La empresa era rigurosamente familiar: fundada por el padre, estaba manejada entonces por los dos hijos: el gerente editorial y el de producción. Pero el de producción se iba de viaje y yo entraría a ocupar su lugar. No era una mala oferta en mi situación de freelance con apuros económicos permanentes.
Pero el asunto no se resolvió favorablemente. Después de muchas vueltas y más promesas, resultó que el hermano cancelaba su viaje, por lo que el puesto no se desocuparía. "Uno más que se me va", me dije, pensando en la interminable sarta de propuestas y presupuestos que ya para entonces había presentado en la mitad de la industria editorial mexicana.
En fin, poco a poco, países y partidos políticos fueron perdiendo el apelativo de socialista o comunista, para adoptar otras designaciones. Quizá uno de los casos más patéticos en ese sentido fue el de Yugoslavia, que no sólo perdió el nombre, sino que dejó de existir por completo, desmembrándose en las seis repúblicas que la componían y amenazando, aun ahora, con continuar su partición en la provincia serbia de Kosovo y en la "República Srpska", entidad de membrete que existe en Bosnia-Herzegovina.
Conocí a un yugoslavo mucho antes de las guerras que desgarrarían a los Balcanes diez años después, y me llamó la atención que él mismo se considerara "croata". Él llegó a México con la intención de establecerse aquí y, cuando vio que no pudo (incluso coqueteó con la posibilidad de casarse con mi cuñada para arreglar su estancia), tuvo que regresar apesadumbrado a su país. La ruta de vuelta más barata pasaba por Chicago, donde conectaría con un vuelo a Viena. Sin embargo, necesitaba visa para pasar por Estados Unidos, así que lo acompañé a la embajada para tramitar su visa en calidad de intérprete, pues el angelito no hablaba ningún idioma occidental (yo me entendía con él en esperanto).
Aun recuerdo divertido la cara que puso la empleada cuando Goran le extendió su pasaporte, en cuya portada aparecía claramente la hoz y el martillo, parte del escudo de Yugoslavia. La muchacha estaba aterrada nomás de verlo y se le notaron las intenciones de hacer sonar la alarma para que vinieran los marines a sacar a ese sacrílego comunista que osaba profanar ese santuario del mundo libre.
Me da pena confesar que no sé en qué terminó la odisea de Goran. Harto de su conchudez y gorronería, lo expulsé de mi casa y fue a encontrar refugio con otras amigas. Obviamente no le dieron la visa gringa, así que quién sabe por dónde pudo haber salido. Esto ha de haber sido en septiembre u octubre de 1981 y en la Navidad de ese año, todavía recibí una tarjeta suya desde Zagreb, así que me tranqulicé sabiendo que había podido regersar a su casa.

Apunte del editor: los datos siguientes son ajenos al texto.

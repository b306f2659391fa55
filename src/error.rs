//! Error types for the `consent-flow` crate.
//!
//! A root Error struct holds an error kind enum and an optional source for
//! error chaining. The kinds are what callers use to decide which message is
//! shown to the user.

use std::error::Error as StdError;
use std::fmt;

/// Top-level error type for consent-flow crate.
/// Holds error kind and optional source for error chaining.
#[derive(Debug)]
pub struct Error {
    pub source: Option<Box<dyn StdError + Send + Sync>>,
    pub error_kind: ErrorKind,
}

/// Major categories of errors in consent-flow.
#[derive(Debug, PartialEq)]
pub enum ErrorKind {
    Authorization(AuthorizationErrorKind),
    Http(HttpErrorKind),
    Config,
}

/// Errors reported by the authorization endpoint.
#[derive(Debug, PartialEq)]
pub enum AuthorizationErrorKind {
    /// The endpoint rejected the request; the message comes from the
    /// response body (`error_description` or `error`).
    Denied,
    /// The endpoint answered with a body we could not interpret.
    InvalidResponse,
}

/// Errors from the HTTP transport.
#[derive(Debug, PartialEq)]
pub enum HttpErrorKind {
    BuilderFailed,
    RequestFailed,
    Network,
}

impl fmt::Display for Error {
    fn fmt(&self, f: &mut fmt::Formatter) -> fmt::Result {
        match &self.error_kind {
            ErrorKind::Authorization(kind) => write!(f, "Authorization error: {:?}", kind),
            ErrorKind::Http(kind) => write!(f, "HTTP error: {:?}", kind),
            ErrorKind::Config => write!(f, "Configuration error"),
        }
    }
}

impl StdError for Error {
    fn source(&self) -> Option<&(dyn StdError + 'static)> {
        self.source
            .as_ref()
            .map(|e| e.as_ref() as &(dyn StdError + 'static))
    }
}

impl From<reqwest::Error> for Error {
    fn from(err: reqwest::Error) -> Self {
        let error_kind = if err.is_builder() {
            ErrorKind::Http(HttpErrorKind::BuilderFailed)
        } else if err.is_request() {
            ErrorKind::Http(HttpErrorKind::RequestFailed)
        } else {
            ErrorKind::Http(HttpErrorKind::Network)
        };

        Error {
            source: Some(Box::new(err)),
            error_kind,
        }
    }
}

impl From<url::ParseError> for Error {
    fn from(err: url::ParseError) -> Self {
        Error {
            source: Some(Box::new(err)),
            error_kind: ErrorKind::Config,
        }
    }
}

/// Helper function to create authorization errors.
pub fn authorization_error(kind: AuthorizationErrorKind, message: &str) -> Error {
    Error {
        source: Some(message.to_string().into()),
        error_kind: ErrorKind::Authorization(kind),
    }
}

/// Helper function to create HTTP errors.
pub fn http_error(kind: HttpErrorKind, message: &str) -> Error {
    Error {
        source: Some(message.to_string().into()),
        error_kind: ErrorKind::Http(kind),
    }
}

/// Helper function to create configuration errors.
pub fn config_error(message: &str) -> Error {
    Error {
        source: Some(message.to_string().into()),
        error_kind: ErrorKind::Config,
    }
}

#[cfg(test)]
mod tests {
    use super::*;

    #[test]
    fn test_authorization_error_keeps_message() {
        let err = authorization_error(AuthorizationErrorKind::Denied, "denied");
        assert_eq!(
            err.error_kind,
            ErrorKind::Authorization(AuthorizationErrorKind::Denied)
        );
        assert_eq!(err.source.unwrap().to_string(), "denied");
    }

    #[test]
    fn test_url_parse_error_maps_to_config() {
        let err: Error = url::ParseError::EmptyHost.into();
        assert_eq!(err.error_kind, ErrorKind::Config);
    }
}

No volví a saber nada de él. Pero diez años después me lo imaginaba integrado a alguna milicia, combatiendo a serbios y a bosnios con el mismo fervor con el que, según me dijo, había leído las obras de Carlos Casteñeda.
Pero ya divago. Otro impedimento para integrarme al Partido Comunista fue que, cuando decidí hacerlo, éste ya no existía. Después de una serie de transformaciones, para 1989 había reencarnado en el Partido de la Revolución Democrática, cuyos tufos priistas hicieron que desistiera de mi actividad política. Además, recuerdo que más de diez años antes, cuando López Portillo graciosamente le concedió el registro y finalmente pudo celebrar su congreso en un lugar público (en el Polyforum Siqueiros, por cierto), la gente que ahí estaba era de lo más mamona y a los aspirantes nos trataban como advenedizos. A lo más que llegué en ese tiempo fue a comprar cada semana su periódico y a asistir al festival que organizaron ese año en el Auditorio.
No creo haberme perdido de nada renunciando a mi militancia de izquierda. Todavía hace unos años tuve oportunidad de estar en contacto con un grupúsculo de extrema izquierda, que hizo que más bien me felicitara por haber evitado ese triste destino.